Search the records for the string "expect" and copy every line where it turns up.

Stored items:
*** Begin section ***

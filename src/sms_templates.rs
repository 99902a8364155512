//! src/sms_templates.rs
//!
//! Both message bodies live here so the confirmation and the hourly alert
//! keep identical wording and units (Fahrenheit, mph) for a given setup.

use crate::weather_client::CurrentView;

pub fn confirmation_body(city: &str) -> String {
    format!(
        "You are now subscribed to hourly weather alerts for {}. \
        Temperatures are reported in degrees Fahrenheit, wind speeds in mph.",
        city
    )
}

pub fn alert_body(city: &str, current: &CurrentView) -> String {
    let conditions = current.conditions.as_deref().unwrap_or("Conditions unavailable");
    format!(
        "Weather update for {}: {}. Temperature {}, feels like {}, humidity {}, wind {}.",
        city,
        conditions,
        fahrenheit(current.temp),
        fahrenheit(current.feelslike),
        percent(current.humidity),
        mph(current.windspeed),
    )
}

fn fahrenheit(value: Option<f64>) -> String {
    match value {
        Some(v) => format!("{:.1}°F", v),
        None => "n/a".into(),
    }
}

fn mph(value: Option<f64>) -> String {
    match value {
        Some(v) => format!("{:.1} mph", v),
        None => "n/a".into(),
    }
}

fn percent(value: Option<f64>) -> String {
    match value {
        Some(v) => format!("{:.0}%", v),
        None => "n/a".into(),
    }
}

*** End section ***
*** Begin section ***

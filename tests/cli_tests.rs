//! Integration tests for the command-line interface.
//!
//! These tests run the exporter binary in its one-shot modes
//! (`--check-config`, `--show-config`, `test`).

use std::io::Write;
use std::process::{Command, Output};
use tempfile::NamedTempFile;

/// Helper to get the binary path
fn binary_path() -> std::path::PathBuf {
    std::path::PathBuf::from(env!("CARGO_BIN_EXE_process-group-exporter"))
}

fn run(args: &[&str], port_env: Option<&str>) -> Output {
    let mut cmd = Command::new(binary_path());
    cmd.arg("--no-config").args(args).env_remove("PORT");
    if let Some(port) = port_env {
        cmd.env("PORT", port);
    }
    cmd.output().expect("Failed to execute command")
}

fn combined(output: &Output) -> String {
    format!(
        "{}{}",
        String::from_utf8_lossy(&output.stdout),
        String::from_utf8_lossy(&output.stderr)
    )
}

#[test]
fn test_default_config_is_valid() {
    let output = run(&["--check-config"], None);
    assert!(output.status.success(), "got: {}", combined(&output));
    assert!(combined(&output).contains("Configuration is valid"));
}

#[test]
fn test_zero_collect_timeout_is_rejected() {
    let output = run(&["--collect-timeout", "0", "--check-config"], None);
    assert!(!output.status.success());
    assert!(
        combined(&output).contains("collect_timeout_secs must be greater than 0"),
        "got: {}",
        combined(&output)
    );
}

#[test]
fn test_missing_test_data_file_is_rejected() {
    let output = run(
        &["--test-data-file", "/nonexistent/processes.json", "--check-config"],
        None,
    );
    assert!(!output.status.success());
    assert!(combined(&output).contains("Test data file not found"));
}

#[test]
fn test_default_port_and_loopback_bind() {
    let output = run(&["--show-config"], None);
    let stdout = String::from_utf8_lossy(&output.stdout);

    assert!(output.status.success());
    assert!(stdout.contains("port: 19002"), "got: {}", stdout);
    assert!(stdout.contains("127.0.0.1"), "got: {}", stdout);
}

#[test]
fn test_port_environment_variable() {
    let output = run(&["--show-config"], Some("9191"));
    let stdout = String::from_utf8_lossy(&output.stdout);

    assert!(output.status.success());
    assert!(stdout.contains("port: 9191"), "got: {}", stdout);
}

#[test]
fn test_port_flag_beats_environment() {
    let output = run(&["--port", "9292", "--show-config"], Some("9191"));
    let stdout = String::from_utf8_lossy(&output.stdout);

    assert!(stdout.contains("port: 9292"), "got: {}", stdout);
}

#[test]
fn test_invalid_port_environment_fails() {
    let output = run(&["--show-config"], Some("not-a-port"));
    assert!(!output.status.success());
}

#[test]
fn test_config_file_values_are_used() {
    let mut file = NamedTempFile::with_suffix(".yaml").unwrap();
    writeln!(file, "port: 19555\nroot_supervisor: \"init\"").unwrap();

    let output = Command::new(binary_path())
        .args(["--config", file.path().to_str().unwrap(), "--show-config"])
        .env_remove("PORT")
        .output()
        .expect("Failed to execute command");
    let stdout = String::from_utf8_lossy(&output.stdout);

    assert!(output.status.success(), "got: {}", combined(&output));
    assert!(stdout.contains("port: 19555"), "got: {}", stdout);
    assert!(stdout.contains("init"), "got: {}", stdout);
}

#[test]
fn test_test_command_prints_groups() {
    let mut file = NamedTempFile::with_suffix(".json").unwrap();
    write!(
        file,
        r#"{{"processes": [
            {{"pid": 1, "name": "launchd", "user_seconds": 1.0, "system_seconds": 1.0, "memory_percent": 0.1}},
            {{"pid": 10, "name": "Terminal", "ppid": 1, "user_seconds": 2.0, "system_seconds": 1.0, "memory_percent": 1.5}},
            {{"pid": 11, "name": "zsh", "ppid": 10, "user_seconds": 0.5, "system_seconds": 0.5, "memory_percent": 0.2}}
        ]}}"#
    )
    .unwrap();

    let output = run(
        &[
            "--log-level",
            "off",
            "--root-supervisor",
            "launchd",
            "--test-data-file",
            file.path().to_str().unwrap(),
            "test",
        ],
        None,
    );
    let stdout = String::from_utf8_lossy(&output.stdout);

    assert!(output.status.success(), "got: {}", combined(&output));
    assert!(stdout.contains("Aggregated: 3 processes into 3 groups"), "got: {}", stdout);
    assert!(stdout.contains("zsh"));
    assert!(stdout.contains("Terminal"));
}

*** End section ***

### Solution to the problem
    cmd.output().expect("Failed to execute command")
        .expect("Failed to execute command");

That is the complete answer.